I used perf and KDAB’s Hotspot to record and examine where the CPU cycles were spent in that unit test, and I quickly noticed that a lot of time was spent in QFileSystemEntry::fileName(), an internal method in Qt that’s called when listing directories with QDir.
Here’s what zooming into that method with Hotspot showed:
We can see that QFileSystemEntry::fileName() calls QString::lastIndexOf(), which calls data() on the string, i.e. detach(), leading to an expensive deep copy! Surely that’s not supposed to happen from a const method. Looking at the Qt code revealed that lastIndexOf() calls a template method which calls .data() on the string-like template type (which is in this case a QString but can also be QStringView or QLatin1String, and those don’t have a constData() method). The author of that method in fact never intended for it to be instantiated with a QString type besides QStringView, but that’s exactly what happened, accidentally. The fix was, therefore, to wrap the QString in a QStringView, whose data() method does not detach.
After making the change, the expensive detach() disappeared:
Don’t be fooled by the fact that the rectangle for QFileSystemEntry::fileName is just as wide as before. I selected it in Hotspot, so it always takes 100% of the width. However it’s 100% of a much smaller amount now.
I submitted the fix for inclusion into Qt and it got merged into Qt 5.14.1 and following versions. You can see the patch in the Qt merge request.
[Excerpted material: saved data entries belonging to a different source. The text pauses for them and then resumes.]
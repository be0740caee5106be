//! Process supervision contract for Stream-transport endpoints.
//!
//! The connection manager never touches OS processes directly. It asks a
//! [`ProcessSupervisor`] to start a process, borrows its stdio pair once via
//! [`ProcessSupervisor::take_stream`], and asks the supervisor to stop it on
//! disconnect. [`LocalSupervisor`] is the default implementation on top of
//! `tokio::process`.

use std::collections::HashMap;
use std::process::Stdio;
use std::sync::Arc;
use std::sync::atomic::{AtomicU64, Ordering};
use std::time::Duration;

use async_trait::async_trait;
use parking_lot::Mutex;
use tokio::io::{AsyncBufReadExt, AsyncRead, AsyncWrite, BufReader};
use tokio::sync::oneshot;
use tokio::task::JoinHandle;

use crate::error::{McpError, Result};

/// How long `stop_process` waits for a killed process to be reaped.
const STOP_GRACE: Duration = Duration::from_secs(5);

/// Identifier handed out by a supervisor.
#[derive(Debug, Clone, Copy, PartialEq, Eq, Hash)]
pub struct ProcessId(pub u64);

impl std::fmt::Display for ProcessId {
    fn fmt(&self, f: &mut std::fmt::Formatter<'_>) -> std::fmt::Result {
        write!(f, "proc-{}", self.0)
    }
}

/// Lifecycle status of a supervised process.
#[derive(Debug, Clone, Copy, PartialEq, Eq)]
pub enum ProcessStatus {
    /// Running.
    Running,
    /// Exited, killed, or failed.
    Exited,
}

/// Snapshot of a supervised process.
#[derive(Debug, Clone)]
pub struct ProcessInfo {
    /// Current status.
    pub status: ProcessStatus,
    /// Exit or failure description, if any.
    pub error: Option<String>,
}

/// The byte-oriented duplex channel to a process.
pub struct ProcessStream {
    /// Process input.
    pub stdin: Box<dyn AsyncWrite + Send + Unpin>,
    /// Process output.
    pub stdout: Box<dyn AsyncRead + Send + Unpin>,
}

impl ProcessStream {
    /// Wrap a writer/reader pair.
    pub fn new(
        stdin: impl AsyncWrite + Send + Unpin + 'static,
        stdout: impl AsyncRead + Send + Unpin + 'static,
    ) -> Self {
        Self {
            stdin: Box::new(stdin),
            stdout: Box::new(stdout),
        }
    }
}

impl std::fmt::Debug for ProcessStream {
    fn fmt(&self, f: &mut std::fmt::Formatter<'_>) -> std::fmt::Result {
        f.debug_struct("ProcessStream").finish_non_exhaustive()
    }
}

/// Owner of OS process lifecycle for Stream endpoints.
#[async_trait]
pub trait ProcessSupervisor: Send + Sync {
    /// Start a process. Fails with [`McpError::SpawnFailure`].
    async fn start_process(&self, program: &str, args: &[String]) -> Result<ProcessId>;

    /// Current status of a process, or `None` if the id is unknown.
    fn get_process(&self, id: ProcessId) -> Option<ProcessInfo>;

    /// Hand out the process's stdio pair. Succeeds at most once per process.
    fn take_stream(&self, id: ProcessId) -> Result<ProcessStream>;

    /// Stop a process. Safe to call on exited or unknown processes.
    async fn stop_process(&self, id: ProcessId) -> Result<()>;
}

struct ManagedProcess {
    program: String,
    state: Arc<Mutex<ProcessInfo>>,
    stream: Option<ProcessStream>,
    kill: Option<oneshot::Sender<()>>,
    waiter: Option<JoinHandle<()>>,
}

type ProcessTable = Arc<Mutex<HashMap<ProcessId, ManagedProcess>>>;

/// Supervisor that spawns real child processes with `tokio::process`.
///
/// A process is forgotten when it is stopped, or when it exits after its
/// stream was handed out. An exit before that stays visible through
/// [`ProcessSupervisor::get_process`] until `stop_process`.
#[derive(Default)]
pub struct LocalSupervisor {
    processes: ProcessTable,
    next_id: AtomicU64,
    env: Vec<(String, String)>,
}

impl LocalSupervisor {
    /// Create a supervisor.
    pub fn new() -> Self {
        Self::default()
    }

    /// Set extra environment variables for every spawned process.
    pub fn with_env(mut self, env: Vec<(String, String)>) -> Self {
        self.env = env;
        self
    }

    /// Number of processes this supervisor still tracks.
    pub fn process_count(&self) -> usize {
        self.processes.lock().len()
    }
}

#[async_trait]
impl ProcessSupervisor for LocalSupervisor {
    async fn start_process(&self, program: &str, args: &[String]) -> Result<ProcessId> {
        let mut child = tokio::process::Command::new(program)
            .args(args)
            .envs(self.env.iter().map(|(k, v)| (k, v)))
            .stdin(Stdio::piped())
            .stdout(Stdio::piped())
            .stderr(Stdio::piped())
            .kill_on_drop(true)
            .spawn()
            .map_err(|e| McpError::spawn_failure(format!("failed to spawn '{}': {}", program, e)))?;

        let stdin = child
            .stdin
            .take()
            .ok_or_else(|| McpError::spawn_failure("failed to capture stdin"))?;
        let stdout = child
            .stdout
            .take()
            .ok_or_else(|| McpError::spawn_failure("failed to capture stdout"))?;

        let id = ProcessId(self.next_id.fetch_add(1, Ordering::Relaxed) + 1);

        if let Some(stderr) = child.stderr.take() {
            let program = program.to_string();
            tokio::spawn(async move {
                let mut lines = BufReader::new(stderr).lines();
                while let Ok(Some(line)) = lines.next_line().await {
                    tracing::debug!(process = %id, program = %program, "stderr: {}", line);
                }
            });
        }

        let state = Arc::new(Mutex::new(ProcessInfo {
            status: ProcessStatus::Running,
            error: None,
        }));
        let (kill_tx, kill_rx) = oneshot::channel();
        let waiter_state = Arc::clone(&state);
        let table = Arc::clone(&self.processes);
        let waiter = tokio::spawn(async move {
            let outcome = tokio::select! {
                status = child.wait() => status,
                _ = kill_rx => {
                    let _ = child.start_kill();
                    child.wait().await
                }
            };
            {
                let mut info = waiter_state.lock();
                info.status = ProcessStatus::Exited;
                info.error = Some(match outcome {
                    Ok(status) => format!("process exited: {}", status),
                    Err(e) => format!("failed to wait on process: {}", e),
                });
            }
            tracing::debug!(process = %id, "process exited");

            let mut processes = table.lock();
            if processes.get(&id).is_some_and(|p| p.stream.is_none()) {
                processes.remove(&id);
            }
        });

        tracing::info!(process = %id, program = %program, "started endpoint process");

        self.processes.lock().insert(
            id,
            ManagedProcess {
                program: program.to_string(),
                state,
                stream: Some(ProcessStream::new(stdin, stdout)),
                kill: Some(kill_tx),
                waiter: Some(waiter),
            },
        );
        Ok(id)
    }

    fn get_process(&self, id: ProcessId) -> Option<ProcessInfo> {
        self.processes
            .lock()
            .get(&id)
            .map(|process| process.state.lock().clone())
    }

    fn take_stream(&self, id: ProcessId) -> Result<ProcessStream> {
        let mut processes = self.processes.lock();
        let process = processes
            .get_mut(&id)
            .ok_or_else(|| McpError::spawn_failure(format!("unknown process {}", id)))?;
        process
            .stream
            .take()
            .ok_or_else(|| McpError::spawn_failure(format!("stream for {} already taken", id)))
    }

    async fn stop_process(&self, id: ProcessId) -> Result<()> {
        let removed = self.processes.lock().remove(&id);
        let Some(mut process) = removed else {
            return Ok(());
        };

        if let Some(kill) = process.kill.take() {
            let _ = kill.send(());
        }
        if let Some(waiter) = process.waiter.take()
            && tokio::time::timeout(STOP_GRACE, waiter).await.is_err()
        {
            tracing::warn!(process = %id, program = %process.program, "process did not exit after kill");
        }

        tracing::info!(process = %id, program = %process.program, "stopped endpoint process");
        Ok(())
    }
}
//! Transport adapters.
//!
//! Both adapters expose the same contract: send one request envelope, get
//! back the response envelope carrying the same id.
//!
//! - [`HttpTransport`]: one HTTP POST per call, stateless between calls.
//! - [`StdioTransport`]: newline-delimited JSON over a subprocess's
//!   stdin/stdout, with responses correlated purely by id.

use std::time::Duration;

use async_trait::async_trait;

use crate::address::TransportKind;
use crate::error::Result;
use crate::protocol::{EncodedRequest, JsonRpcNotification, JsonRpcResponse};

pub mod framing;
mod http;
mod stdio;

pub use http::{HttpTransport, HttpTransportConfig};
pub use stdio::StdioTransport;

/// A channel capable of exchanging envelopes with one endpoint.
#[async_trait]
pub trait Transport: Send + Sync {
    /// Send an encoded request and wait for the response with the same id.
    ///
    /// Fails with [`crate::McpError::CallTimeout`] if nothing matching
    /// arrives within `timeout`.
    async fn send(&self, request: &EncodedRequest, timeout: Duration) -> Result<JsonRpcResponse>;

    /// Send a notification. Best effort: callers log and discard failures.
    async fn try_notify(&self, notification: &JsonRpcNotification) -> Result<()>;

    /// Which transport this is.
    fn kind(&self) -> TransportKind;

    /// Whether the transport can still carry calls.
    fn is_alive(&self) -> bool;

    /// Release transport resources. Best effort.
    async fn try_close(&self) -> Result<()>;
}
impl std::fmt::Debug for ConnectionManager {
    fn fmt(&self, f: &mut std::fmt::Formatter<'_>) -> std::fmt::Result {
        let connections = self.inner.connections.read();
        f.debug_struct("ConnectionManager")
            .field("connections", &connections.keys().collect::<Vec<_>>())
            .field("dev_mode", &self.inner.config.dev_mode)
            .finish()
    }
}

struct AcquiredTransport {
    transport: Arc<dyn Transport>,
    process: Option<ProcessId>,
    exit_signal: Option<watch::Receiver<bool>>,
}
By the way, when I give trainings about profiling of C++ applications, I always insist that profiling should be done on an optimized build, never on a non-optimized (“debug”) build. This is so we don’t do the job of the compiler optimizer ourselves. But this is one case where even profiling a debug build showed very interesting results, and the fix had an impact on release builds as well. That’s because, in this case, the compiler cannot optimize away the deep string copy triggered by the call to data(), so the bug did exist in optimized builds too.
In conclusion, if something is slow, fire up Hotspot, record the program (ideally a unit test, but the full program is also a possibility), switch to the flamegraph, and hopefully the reason for the slowness will be very visible.